Abstract

© Cambridge University Press 2011. Introduction Multiple system atrophy (MSA) is a rare, progressive, neurodegenerative disease and a form of atypical parkinsonism. It has a prevalence of about 2 to 5 per 100,000 and has a considerable impact on patient outcomes, including reduced life expectancy, increased disability, and lower health-related quality of life (HRQoL). Average age of onset is about 54 years, and mean survival from the onset of symptoms is around 5 to 9 years. MSA often presents with features similar to those of Parkinson's disease (PD) in its early stages and consequently may be difficult to diagnose correctly. As a result, many patients may not receive appropriate treatment for their condition. However, despite the intial similarities, MSA has a wider range of symptoms and a differing and more aggressive disease progression and is poorly responsive to treatments commonly associated with PD, such as levopoda. Some evidence suggests that rates of depression are high in patients diagnosed with MSA. Currently, no treatment consistently benefits patients, resulting in increasing dependency on the patient's family and other caregivers, which in turn can have consequences for their HRQoL. MSA has two different subtypes. MSA-P is so called because of the predominance of parkinsonism symptoms, whereas MSA-C is identified by a predominance of cerebellar dysfunction.

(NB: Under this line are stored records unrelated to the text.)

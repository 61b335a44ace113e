//! Solana Tracker API Client
//!
//! All-time-high market cap lookups from the Solana Tracker data API.
//! Authenticated with a server-side `x-api-key` that must never reach a
//! browser, so the key is kept out of `Debug` output.

use std::fmt;
use std::time::Duration;
use reqwest::Client;

use crate::adapters::upstream_url::mint_endpoint;
use crate::ports::UpstreamError;

pub const DEFAULT_SOLANA_TRACKER_URL: &str = "https://data.solanatracker.io";

#[derive(Clone)]
pub struct SolanaTrackerConfig {
    /// Base URL for the data API
    pub api_base_url: String,
    /// API key sent as `x-api-key`
    pub api_key: String,
    /// Request timeout
    pub timeout: Duration,
}

impl SolanaTrackerConfig {
    pub fn with_api_key(api_key: impl Into<String>) -> Self {
        Self {
            api_base_url: DEFAULT_SOLANA_TRACKER_URL.to_string(),
            api_key: api_key.into(),
            timeout: Duration::from_secs(15),
        }
    }
}

impl fmt::Debug for SolanaTrackerConfig {
    fn fmt(&self, f: &mut fmt::Formatter<'_>) -> fmt::Result {
        f.debug_struct("SolanaTrackerConfig")
            .field("api_base_url", &self.api_base_url)
            .field("api_key", &"<redacted>")
            .field("timeout", &self.timeout)
            .finish()
    }
}

#[derive(Debug, Clone)]
pub struct SolanaTrackerClient {
    config: SolanaTrackerConfig,
    http: Client,
}

impl SolanaTrackerClient {
    pub fn with_config(config: SolanaTrackerConfig) -> Result<Self, UpstreamError> {
        let http = Client::builder().timeout(config.timeout).build()?;
        Ok(Self { config, http })
    }

    /// ATH payload for a mint, passed through as returned by the API
    pub async fn get_ath(&self, mint: &str) -> Result<serde_json::Value, UpstreamError> {
        let url = mint_endpoint(&self.config.api_base_url, mint, &["tokens", "{mint}", "ath"])?;

        let response = self
            .http
            .get(url)
            .header("x-api-key", &self.config.api_key)
            .send()
            .await?;

        let status = response.status();
        if !status.is_success() {
            return Err(UpstreamError::Status(status.as_u16()));
        }

        let body = response.text().await?;
        if body.trim().is_empty() {
            return Err(UpstreamError::EmptyBody);
        }

        serde_json::from_str(&body).map_err(|e| UpstreamError::ParseError(e.to_string()))
    }

    pub fn base_url(&self) -> &str {
        &self.config.api_base_url
    }
}
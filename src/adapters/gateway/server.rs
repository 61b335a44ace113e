//! Proxy Server
//!
//! Two stateless proxy endpoints in front of the upstream APIs:
//!
//! - `GET /proxy/metadata?id=<mint>` -> `{"image", "marketCap"}`
//! - `GET /proxy/all-time-high?id=<mint>` -> upstream payload verbatim
//!
//! Missing or malformed id is a 400, any upstream failure a 502 with a
//! generic body.
//! The Solana Tracker key stays on this side of the proxy.

use std::net::SocketAddr;
use std::sync::Arc;

use axum::{
    Json, Router,
    extract::{Query, State},
    routing::get,
};
use serde::Deserialize;
use tokio::net::TcpListener;
use tower_http::trace::TraceLayer;

use crate::domain::is_mint_address;
use crate::ports::{GatewayPort, MetadataQuote};
use super::error::GatewayError;

#[derive(Clone)]
pub struct GatewayState {
    upstream: Arc<dyn GatewayPort>,
}

impl GatewayState {
    pub fn new(upstream: Arc<dyn GatewayPort>) -> Self {
        Self { upstream }
    }

    pub fn upstream(&self) -> &dyn GatewayPort {
        self.upstream.as_ref()
    }
}

/// `?id=` (or the legacy `?mint=`)
#[derive(Debug, Deserialize)]
pub struct MintParams {
    #[serde(alias = "mint")]
    pub id: Option<String>,
}

impl MintParams {
    fn required(&self) -> Result<&str, GatewayError> {
        let id = self
            .id
            .as_deref()
            .map(str::trim)
            .filter(|id| !id.is_empty())
            .ok_or(GatewayError::MissingIdentifier)?;
        if !is_mint_address(id) {
            return Err(GatewayError::InvalidIdentifier);
        }
        Ok(id)
    }
}

pub async fn metadata(
    State(state): State<Arc<GatewayState>>,
    Query(params): Query<MintParams>,
) -> Result<Json<MetadataQuote>, GatewayError> {
    let mint = params.required()?;

    let quote = state.upstream().coin_metadata(mint).await.map_err(|e| {
        tracing::error!("Error fetching pump.fun data for {}: {}", mint, e);
        GatewayError::Upstream(e)
    })?;

    Ok(Json(MetadataQuote {
        image: quote.image,
        market_cap: quote.market_cap,
        description: None,
    }))
}

pub async fn all_time_high(
    State(state): State<Arc<GatewayState>>,
    Query(params): Query<MintParams>,
) -> Result<Json<serde_json::Value>, GatewayError> {
    let mint = params.required()?;

    let payload = state.upstream().all_time_high(mint).await.map_err(|e| {
        tracing::error!("Error fetching Solana Tracker data for {}: {}", mint, e);
        GatewayError::Upstream(e)
    })?;

    Ok(Json(payload))
}

pub async fn health() -> Json<serde_json::Value> {
    Json(serde_json::json!({ "status": "ok" }))
}

pub fn router(state: Arc<GatewayState>) -> Router {
    Router::new()
        .route("/health", get(health))
        .route("/proxy/metadata", get(metadata))
        .route("/proxy/all-time-high", get(all_time_high))
        .layer(TraceLayer::new_for_http())
        .with_state(state)
}

/// Bind and serve until Ctrl+C
pub async fn serve(bind: SocketAddr, state: Arc<GatewayState>) -> std::io::Result<()> {
    let listener = TcpListener::bind(bind).await?;
    tracing::info!("Gateway listening on {}", listener.local_addr()?);

    axum::serve(listener, router(state))
        .with_graceful_shutdown(async {
            tokio::signal::ctrl_c().await.ok();
            tracing::info!("Shutdown signal received");
        })
        .await
}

At present, few direct studies have evaluated HRQoL for patients with a diagnosis of MSA. Although Parkinson's disease has been the focus for a number of studies in the 1990s/2000s, very little research has been undertaken to study other forms of parkinsonism such as MSA. This is unfortunate because, although superficial similarities between the conditions have been noted, the more aggressive nature of MSA requires its own body of evidence to better study patients' outcomes, HRQoL, and health needs.